Table 4. Specific emission rates (n = 3) for diacetyl and 2,3-pentanedione for different roast levels (light, dark) and forms including whole bean, coarse ground, and fine ground.

Storage Duration Effect on SERs

When coffee was stored, SERs for diacetyl and 2,3-pentanedione decreased for dark roast (solid black line, Figure 2) in coarse ground or fine ground forms. SERs increased for light roast in fine ground forms but were unchanging for diacetyl and decreased for 2,3-pentanedione in coarse ground forms (dashed gray line, Figure 2; Supplementary Table S1). Dark roast, ground coffee exhibited an initial increase in emission factors on day 1 followed by a decrease. The highest average emission factors were observed on day 1, dark roast for both chemicals: fine ground for diacetyl (7.07 mg kg⁻¹ h⁻¹) and coarse ground for 2,3-pentanedione (9.17 mg kg⁻¹ h⁻¹). Whole bean emission factors were constant for light roast regardless of chemical and for dark roast for 2,3-pentanedione, but decreased for dark roast for diacetyl, never exceeding 0.64 mg kg⁻¹ h⁻¹ (Supplementary Table S1).

FIGURE 2

Figure 2. Effect of storage age (days) on specific emission rates for diacetyl and 2,3-pentanedione for different roast levels (— dark, - - - light) and forms of roasted coffee including whole bean (WB), coarse ground (CG), and fine ground (FG). Shaded areas around lines indicates 95% confidence limit of least-squares regression line.

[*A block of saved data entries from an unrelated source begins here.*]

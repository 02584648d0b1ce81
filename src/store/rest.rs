//! PostgREST-style catalog store over HTTP.

use anyhow::{Result, anyhow};
use async_trait::async_trait;
use reqwest::{Client, RequestBuilder};

use super::{CatalogStore, NewProduct, ensure_success};
use crate::{config::StoreCfg, import::CatalogEntry};

/// Catalog store backed by `<base_url>/rest/v1/<table>`.
#[derive(Clone)]
pub struct RestCatalog {
    http: Client,
    cfg: StoreCfg,
}

impl RestCatalog {
    pub fn new(http: Client, cfg: StoreCfg) -> Self {
        Self { http, cfg }
    }

    fn table_url(&self, table: &str) -> String {
        format!("{}/rest/v1/{}", self.cfg.base_url.trim_end_matches('/'), table)
    }

    fn authed(&self, req: RequestBuilder) -> RequestBuilder {
        req.header("apikey", &self.cfg.api_key)
            .bearer_auth(&self.cfg.api_key)
    }

    /// List `id,slug,name` rows of a reference table.
    async fn list(&self, table: &str, select: &str) -> Result<Vec<CatalogEntry>> {
        let url = format!(
            "{}?select={}&order=name.asc",
            self.table_url(table),
            urlencoding::encode(select)
        );
        let resp = self.authed(self.http.get(url)).send().await?;
        let resp = ensure_success(resp).await?;
        Ok(resp.json::<Vec<CatalogEntry>>().await?)
    }
}

#[async_trait]
impl CatalogStore for RestCatalog {
    async fn list_categories(&self) -> Result<Vec<CatalogEntry>> {
        self.list(&self.cfg.categories_table, "id,slug,name").await
    }

    async fn list_collections(&self) -> Result<Vec<CatalogEntry>> {
        self.list(&self.cfg.collections_table, "id,slug,name").await
    }

    async fn list_options(&self) -> Result<Vec<CatalogEntry>> {
        self.list(&self.cfg.options_table, "id,name").await
    }

    async fn create_product(&self, product: &NewProduct) -> Result<String> {
        let req = self
            .http
            .post(self.table_url(&self.cfg.products_table))
            .header("Prefer", "return=representation")
            .json(product);
        let resp = self.authed(req).send().await?;
        let resp = ensure_success(resp).await?;
        let rows = resp.json::<Vec<serde_json::Value>>().await?;

        // The id may be a uuid string or a serial number.
        match rows.first().map(|r| &r["id"]) {
            Some(serde_json::Value::String(id)) => Ok(id.clone()),
            Some(serde_json::Value::Number(id)) => Ok(id.to_string()),
            _ => Err(anyhow!("no id in create response")),
        }
    }
}
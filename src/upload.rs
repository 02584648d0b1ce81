//! Sequential batch upload of validated records.

use async_trait::async_trait;
use uuid::Uuid;

use crate::{
    import::{ImageAsset, ImportError, MatchedImageSet, ParsedProductRecord, ReferenceCatalogs},
    store::{CatalogStore, NewProduct, ObjectStore},
};

/// Everything the orchestrator needs for one run, detached from the wizard.
#[derive(Clone, Debug)]
pub struct UploadBatch {
    pub run_id: Uuid,
    pub records: Vec<ParsedProductRecord>,
    pub images: MatchedImageSet,
}

/// Result for one record.
#[derive(Clone, Debug, PartialEq)]
pub enum UploadOutcome {
    Created {
        row: usize,
        slug: String,
        id: String,
        image_urls: Vec<String>,
    },
    Failed {
        row: usize,
        slug: String,
        error: String,
    },
}

impl UploadOutcome {
    pub fn is_created(&self) -> bool {
        matches!(self, UploadOutcome::Created { .. })
    }
}

/// Cumulative counters after each processed record.
#[derive(Clone, Copy, Debug, Default, PartialEq, Eq)]
pub struct UploadProgress {
    pub processed: usize,
    pub total: usize,
    pub succeeded: usize,
    pub failed: usize,
}

/// Final totals plus per-record outcomes in row order.
#[derive(Clone, Debug, Default, PartialEq)]
pub struct UploadSummary {
    pub succeeded: usize,
    pub failed: usize,
    pub outcomes: Vec<UploadOutcome>,
}

/// Receives progress after every record, success or failure.
#[async_trait]
pub trait ProgressSink: Send + Sync {
    async fn report(&self, progress: UploadProgress, outcome: &UploadOutcome);
}

/// Creates products one at a time against the external stores.
pub struct Uploader<'a> {
    pub catalog: &'a dyn CatalogStore,
    pub storage: &'a dyn ObjectStore,
    pub catalogs: &'a ReferenceCatalogs,
    pub key_prefix: &'a str,
}

impl Uploader<'_> {
    /// Upload every eligible record in row order.
    ///
    /// Fails only when there is nothing eligible; per-record failures are
    /// reported in the summary and never stop the batch.
    pub async fn run(
        &self,
        records: Vec<ParsedProductRecord>,
        mut images: MatchedImageSet,
        sink: &dyn ProgressSink,
    ) -> Result<UploadSummary, ImportError> {
        let eligible: Vec<_> = records.into_iter().filter(|r| r.is_eligible()).collect();
        if eligible.is_empty() {
            return Err(ImportError::NothingToUpload);
        }

        let mut progress = UploadProgress {
            total: eligible.len(),
            ..Default::default()
        };
        let mut summary = UploadSummary::default();
        tracing::info!("upload start: {} records", progress.total);

        for record in eligible {
            let assets = images.take(&record.slug);
            let outcome = self.upload_one(&record, assets).await;

            progress.processed += 1;
            if outcome.is_created() {
                progress.succeeded += 1;
            } else {
                progress.failed += 1;
            }
            sink.report(progress, &outcome).await;
            summary.outcomes.push(outcome);
        }

        summary.succeeded = progress.succeeded;
        summary.failed = progress.failed;
        tracing::info!(
            "upload done: {} succeeded, {} failed",
            summary.succeeded,
            summary.failed
        );
        Ok(summary)
    }

    async fn upload_one(
        &self,
        record: &ParsedProductRecord,
        assets: Vec<ImageAsset>,
    ) -> UploadOutcome {
        // All images go up before the product that embeds their URLs.
        let mut image_urls = Vec::with_capacity(assets.len());
        for asset in assets {
            let key = object_key(self.key_prefix, asset.extension);
            match self.storage.put_object(&key, asset.bytes, asset.mime).await {
                Ok(url) => image_urls.push(url),
                Err(e) => {
                    tracing::warn!(
                        "row {}: image {} skipped: {e}",
                        record.row,
                        asset.filename
                    );
                }
            }
        }

        let product = self.assemble(record, image_urls.clone());
        match self.catalog.create_product(&product).await {
            Ok(id) => {
                tracing::info!("row {}: created {} ({id})", record.row, record.slug);
                UploadOutcome::Created {
                    row: record.row,
                    slug: record.slug.clone(),
                    id,
                    image_urls,
                }
            }
            Err(e) => {
                tracing::error!("row {}: create failed for {}: {e}", record.row, record.slug);
                UploadOutcome::Failed {
                    row: record.row,
                    slug: record.slug.clone(),
                    error: e.to_string(),
                }
            }
        }
    }

    fn assemble(&self, record: &ParsedProductRecord, images: Vec<String>) -> NewProduct {
        let non_empty = |s: &str| (!s.is_empty()).then(|| s.to_string());
        NewProduct {
            name: record.name.clone(),
            sku: record.sku.clone(),
            slug: record.slug.clone(),
            description: record.description.clone(),
            long_description: record.long_description.clone(),
            category_id: self
                .catalogs
                .category_id(&record.category_slug)
                .map(str::to_string),
            collection_id: self
                .catalogs
                .collection_id(&record.collection_slug)
                .map(str::to_string),
            price: record.price,
            original_price: record.original_price,
            material: record.material.clone(),
            care_instructions: record.care_instructions.clone(),
            stock_quantity: record.stock_quantity,
            low_stock_threshold: record.low_stock_threshold,
            badge: record.badge.map(|b| b.as_str().to_string()),
            is_new_arrival: record.is_new_arrival,
            is_best_seller: record.is_best_seller,
            is_celebrity_special: record.is_celebrity_special,
            is_active: record.is_active,
            display_order: record.display_order,
            enabled_options: record.option_ids(),
            video_url: non_empty(&record.video_url),
            images,
        }
    }
}

/// Fresh storage key `<prefix>/<uuid>.<ext>`; no prefix segment when empty.
fn object_key(prefix: &str, extension: &str) -> String {
    let name = format!("{}.{extension}", Uuid::new_v4());
    match prefix.trim_matches('/') {
        "" => name,
        prefix => format!("{prefix}/{name}"),
    }
}
//! Import wizard stages and the session state they own.

use std::sync::Arc;

use thiserror::Error;
use uuid::Uuid;

use crate::{
    import::{
        ImageAsset, ImportError, MatchSummary, MatchedImageSet, ParsedProductRecord, RecordCounts,
        ReferenceCatalogs, count,
    },
    upload::{UploadBatch, UploadOutcome, UploadProgress, UploadSummary},
};

/// Wizard stages without their data, used by the transition table.
#[derive(Clone, Copy, Debug, PartialEq, Eq)]
pub enum StageKind {
    /// Instructions and template download
    Template,
    /// Import file selection
    Upload,
    /// Image assets and match preview
    Images,
    /// Per-row pass/fail review
    Review,
    /// Upload running or finished
    Progress,
}

/// User-driven stage actions.
#[derive(Clone, Copy, Debug, PartialEq, Eq)]
pub enum WizardAction {
    Begin,
    FileParsed,
    Back,
    Review,
    Confirm,
}

/// Allowed transitions. Anything not listed is rejected.
pub fn transition(from: StageKind, action: WizardAction) -> Option<StageKind> {
    use StageKind as S;
    use WizardAction as A;
    match (from, action) {
        (S::Template, A::Begin) => Some(S::Upload),
        (S::Upload, A::FileParsed) => Some(S::Images),
        (S::Images, A::Back) => Some(S::Upload),
        (S::Images, A::Review) => Some(S::Review),
        (S::Review, A::Back) => Some(S::Images),
        (S::Images | S::Review, A::Confirm) => Some(S::Progress),
        _ => None,
    }
}

/// Rejected wizard actions.
#[derive(Debug, Error, Clone, PartialEq, Eq)]
pub enum WizardError {
    #[error("{action:?} is not allowed in the {from:?} stage")]
    IllegalTransition {
        from: StageKind,
        action: WizardAction,
    },
    #[error("there are no valid records to upload")]
    NothingEligible,
    #[error("reference catalogs are not loaded yet")]
    CatalogsNotLoaded,
    #[error("not available in the {0:?} stage")]
    WrongStage(StageKind),
}

/// Parsed records and their pending images.
#[derive(Clone, Debug, Default)]
pub struct Working {
    pub records: Vec<ParsedProductRecord>,
    pub images: MatchedImageSet,
    /// Totals of the most recent image batch.
    pub last_match: Option<MatchSummary>,
}

impl Working {
    pub fn counts(&self) -> RecordCounts {
        count(&self.records)
    }
}

/// Live counters of an upload run.
#[derive(Clone, Debug)]
pub struct ProgressState {
    pub run_id: Uuid,
    pub progress: UploadProgress,
    pub outcomes: Vec<UploadOutcome>,
    pub finished: bool,
    pub error: Option<String>,
}

/// Current stage plus the data that stage owns.
#[derive(Clone, Debug)]
pub enum Stage {
    Template,
    Upload,
    Images(Working),
    Review(Working),
    Progress(ProgressState),
}

impl Stage {
    pub fn kind(&self) -> StageKind {
        match self {
            Stage::Template => StageKind::Template,
            Stage::Upload => StageKind::Upload,
            Stage::Images(_) => StageKind::Images,
            Stage::Review(_) => StageKind::Review,
            Stage::Progress(_) => StageKind::Progress,
        }
    }
}

/// One import attempt, from template to final totals.
#[derive(Clone, Debug)]
pub struct WizardSession {
    /// Tags worker results so late ones from a closed session are dropped.
    pub id: Uuid,
    pub stage: Stage,
    /// Snapshot captured once per session.
    pub catalogs: Option<Arc<ReferenceCatalogs>>,
    /// Last rejection shown in the current stage.
    pub error: Option<String>,
    /// Total number of wizard steps.
    pub total_steps: usize,
}
//! Config model and persistence helpers.

use anyhow::Result;
use serde::{Deserialize, Serialize};
use std::{fs, path::Path};

/// Top-level configuration stored in `config.toml`.
#[derive(Debug, Clone, Serialize, Deserialize)]
pub struct Config {
    /// Catalog store endpoint and table names.
    pub store: StoreCfg,
    /// Object storage bucket for product images.
    pub storage: StorageCfg,
    /// Screening rules for uploaded images.
    pub images: ImageCfg,
    /// Import file defaults.
    pub import: ImportCfg,
}

/// Catalog store REST endpoint.
#[derive(Debug, Clone, Serialize, Deserialize)]
pub struct StoreCfg {
    /// Base URL of the backend (no trailing `/rest/v1`).
    pub base_url: String,
    /// Service key sent as `apikey` and bearer token.
    pub api_key: String,
    pub products_table: String,
    pub categories_table: String,
    pub collections_table: String,
    pub options_table: String,
}

/// Where product images are written.
#[derive(Debug, Clone, Serialize, Deserialize)]
pub struct StorageCfg {
    /// Bucket name.
    pub bucket: String,
    /// Folder prefix for generated object keys.
    pub key_prefix: String,
}

/// Image acceptance rules.
#[derive(Debug, Clone, Serialize, Deserialize)]
pub struct ImageCfg {
    /// Size ceiling per file, in bytes.
    pub max_bytes: u64,
    /// Content types accepted after sniffing.
    pub accepted_mime: Vec<String>,
}

impl ImageCfg {
    pub fn accepts(&self, mime: &str) -> bool {
        self.accepted_mime.iter().any(|m| m.eq_ignore_ascii_case(mime))
    }
}

/// Defaults for the import dialog.
#[derive(Debug, Clone, Serialize, Deserialize)]
pub struct ImportCfg {
    /// File name prefix of the generated template.
    pub template_prefix: String,
}

impl Config {
    /// Load from disk or create defaults when missing.
    pub fn load_or_default(path: &Path) -> Result<Self> {
        if path.exists() {
            let s = fs::read_to_string(path)?;
            Ok(toml::from_str(&s)?)
        } else {
            let cfg = Self::default();
            cfg.save(path)?;
            Ok(cfg)
        }
    }

    /// Persist the config as pretty TOML.
    pub fn save(&self, path: &Path) -> Result<()> {
        let s = toml::to_string_pretty(self)?;
        fs::write(path, s)?;
        Ok(())
    }

    /// Whether the store endpoint has been filled in.
    pub fn is_store_configured(&self) -> bool {
        !self.store.base_url.is_empty() && !self.store.api_key.is_empty()
    }
}

impl Default for Config {
    fn default() -> Self {
        Self {
            store: StoreCfg {
                base_url: "".into(),
                api_key: "".into(),
                products_table: "products".into(),
                categories_table: "categories".into(),
                collections_table: "collections".into(),
                options_table: "product_options".into(),
            },
            storage: StorageCfg {
                bucket: "product-images".into(),
                key_prefix: "products".into(),
            },
            images: ImageCfg {
                max_bytes: 5 * 1024 * 1024,
                accepted_mime: vec![
                    "image/jpeg".into(),
                    "image/png".into(),
                    "image/webp".into(),
                ],
            },
            import: ImportCfg {
                template_prefix: "product-import-template".into(),
            },
        }
    }
}
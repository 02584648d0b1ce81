//! Quote-aware tokenizer for comma-separated import files.

use super::ImportError;

/// One tokenized row and the line it started on (1-based).
#[derive(Clone, Debug, PartialEq, Eq)]
pub struct RawRow {
    pub line: usize,
    pub fields: Vec<String>,
}

impl RawRow {
    /// Field at `idx`, or an empty string when the row is short.
    pub fn get(&self, idx: usize) -> &str {
        self.fields.get(idx).map(String::as_str).unwrap_or("")
    }

    fn is_blank(&self) -> bool {
        self.fields.iter().all(|f| f.is_empty())
    }

    fn is_comment(&self) -> bool {
        self.fields.first().is_some_and(|f| f.starts_with('#'))
    }
}

/// Decode raw file bytes as UTF-8, dropping a leading byte-order mark.
pub fn decode(bytes: &[u8]) -> Result<String, ImportError> {
    let text = std::str::from_utf8(bytes).map_err(|e| ImportError::Unreadable(e.to_string()))?;
    Ok(text.strip_prefix('\u{feff}').unwrap_or(text).to_string())
}

/// Split text into rows of fields.
///
/// Whitespace outside quotes is trimmed; quoted content is kept verbatim.
/// Blank rows and `#` comment rows are dropped. Malformed quoting never
/// fails: an unterminated quote simply runs to the end of the input.
pub fn tokenize(text: &str) -> Vec<RawRow> {
    let mut rows = Vec::new();
    let mut fields: Vec<String> = Vec::new();
    let mut field = String::new();
    // Byte length of `field` that came from (or precedes) quoted content.
    let mut kept = 0;
    let mut in_quotes = false;
    let mut line = 1;
    let mut row_start = 1;

    let mut chars = text.chars().peekable();
    while let Some(c) = chars.next() {
        if in_quotes {
            match c {
                '"' if chars.peek() == Some(&'"') => {
                    field.push('"');
                    chars.next();
                }
                '"' => in_quotes = false,
                _ => {
                    if c == '\n' {
                        line += 1;
                    }
                    field.push(c);
                }
            }
            kept = field.len();
            continue;
        }

        match c {
            '"' => {
                in_quotes = true;
                kept = field.len();
            }
            ',' => fields.push(finish_field(&mut field, &mut kept)),
            '\r' if chars.peek() == Some(&'\n') => {}
            '\n' => {
                fields.push(finish_field(&mut field, &mut kept));
                push_row(&mut rows, row_start, std::mem::take(&mut fields));
                line += 1;
                row_start = line;
            }
            // Leading whitespace before any content is dropped.
            c if c.is_whitespace() && field.is_empty() => {}
            _ => field.push(c),
        }
    }

    // Final row without a trailing newline.
    if !field.is_empty() || !fields.is_empty() {
        fields.push(finish_field(&mut field, &mut kept));
        push_row(&mut rows, row_start, fields);
    }

    rows
}

/// Take the current field, trimming only trailing unquoted whitespace.
fn finish_field(field: &mut String, kept: &mut usize) -> String {
    let mut value = std::mem::take(field);
    let tail = value[*kept..].trim_end().len();
    value.truncate(*kept + tail);
    *kept = 0;
    value
}

fn push_row(rows: &mut Vec<RawRow>, line: usize, fields: Vec<String>) {
    let row = RawRow { line, fields };
    if row.is_blank() || row.is_comment() {
        return;
    }
    rows.push(row);
}

/// Quote a value for the import format when it needs it.
pub fn quote(value: &str) -> String {
    if value.contains([',', '"', '\n', '\r']) || value.trim() != value {
        format!("\"{}\"", value.replace('"', "\"\""))
    } else {
        value.to_string()
    }
}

Predicted Air Concentrations and Exposure Profile

Scenario A

Diacetyl emission rates for dark roast, whole bean and fine ground coffee were used to simulate a hypothetical employee exposure for an 8-h workday in a facility representative of one observed during field investigations. In scenario A, a general production worker performs three packaging tasks on whole bean coffee and one grinding task with this cycle of tasks repeated four times. Each task is performed on 10 kg of dark roast coffee (the source) for 15 min. Low exposures (0.04–0.21 ppb) were assumed to be the same concentration as far-field (away from source) exposure estimates in between tasks for 5 min, and during cleaning and labeling tasks for 15 min. Two 15-min breaks and one 30-min lunch are included with no exposure during these periods. The model estimated median near-field exposures at 2.1 ppb (95th percentile 10.9 ppb) during packaging and 7.9 ppb (95th percentile 25.8 ppb) during grinding. Because the 95th percentile encompasses the NIOSH short-term exposure limit (STEL) of 25 ppb, some grinding tasks could have exceeded the STEL. Total emitted mass of diacetyl was 0.53 mg during each packaging task and 9 mg during each grinding task. Diacetyl time-weighted average (TWA) cumulative exposure reached a maximum of 11.7 ppb after the first grinding task at 75 min and continued to increase and decrease throughout the day because of repeated exposures to diacetyl from roasted coffee sources with grinding having the greatest effect on cumulative exposure (Figure 3). By the end of the day, the full-shift cumulative exposure concentration was 1.8 ppb median (95th percentile 7.4 ppb) and might have exceeded the NIOSH recommended exposure limit (REL) of 5.0 ppb considering the confidence interval encompassed this limit.

FIGURE 3

Figure 3. Diacetyl cumulative exposure profile for a general production worker (Scenario A). NIOSH REL 5.0 ppb for diacetyl.

Scenario B

The same work pattern occurs in scenario B but the grinding activity is assumed to last 1 min because of the quantity of coffee and large footprint of the grinder while the packaging task is 15 min. Packaging and grinding tasks were performed on 181.8 kg of dark roast coffee (the source). Low exposures (0.001–0.03 ppb) were used as far-field (away from source) exposure estimates in between tasks for 5 min, and during cleaning and labeling tasks for 15 min. Two 15-min breaks and one 30-min lunch are included with no exposure during these periods. The model estimated median near-field exposures at 8.3 ppb (95th percentile 28.9 ppb) during packaging for 15-min each and 123.5 ppb (95th percentile 28.9 ppb) during grinding for 1-min each. Total emitted mass of diacetyl was 9.6 mg during each packaging task and 11.4 mg during each grinding task. Assuming 14-min of far-field exposure to 0.2 ppb, grinding for 1-min would expose a worker to a cumulative 15-min TWA exposure of 8.4 ppb and would not exceed the NIOSH STEL of 25 ppb. Diacetyl TWA cumulative exposure was greatest at 8.3 ppb after the first packaging task (Figure 4). By the end of the day, the cumulative exposure concentration (i.e., full-shift TWA) was 4.1 ppb (95th percentile 14.2 ppb) and might have exceeded the NIOSH REL of 5.0 ppb considering the confidence interval encompassed this limit. Median short-term concentration excursions up to 4.9-times the STEL (123.5 ppb/25 ppb) occurred four times in this scenario.

FIGURE 4

Figure 4. Diacetyl cumulative exposure profile for a general production worker (Scenario B). NIOSH REL 5.0 ppb for diacetyl.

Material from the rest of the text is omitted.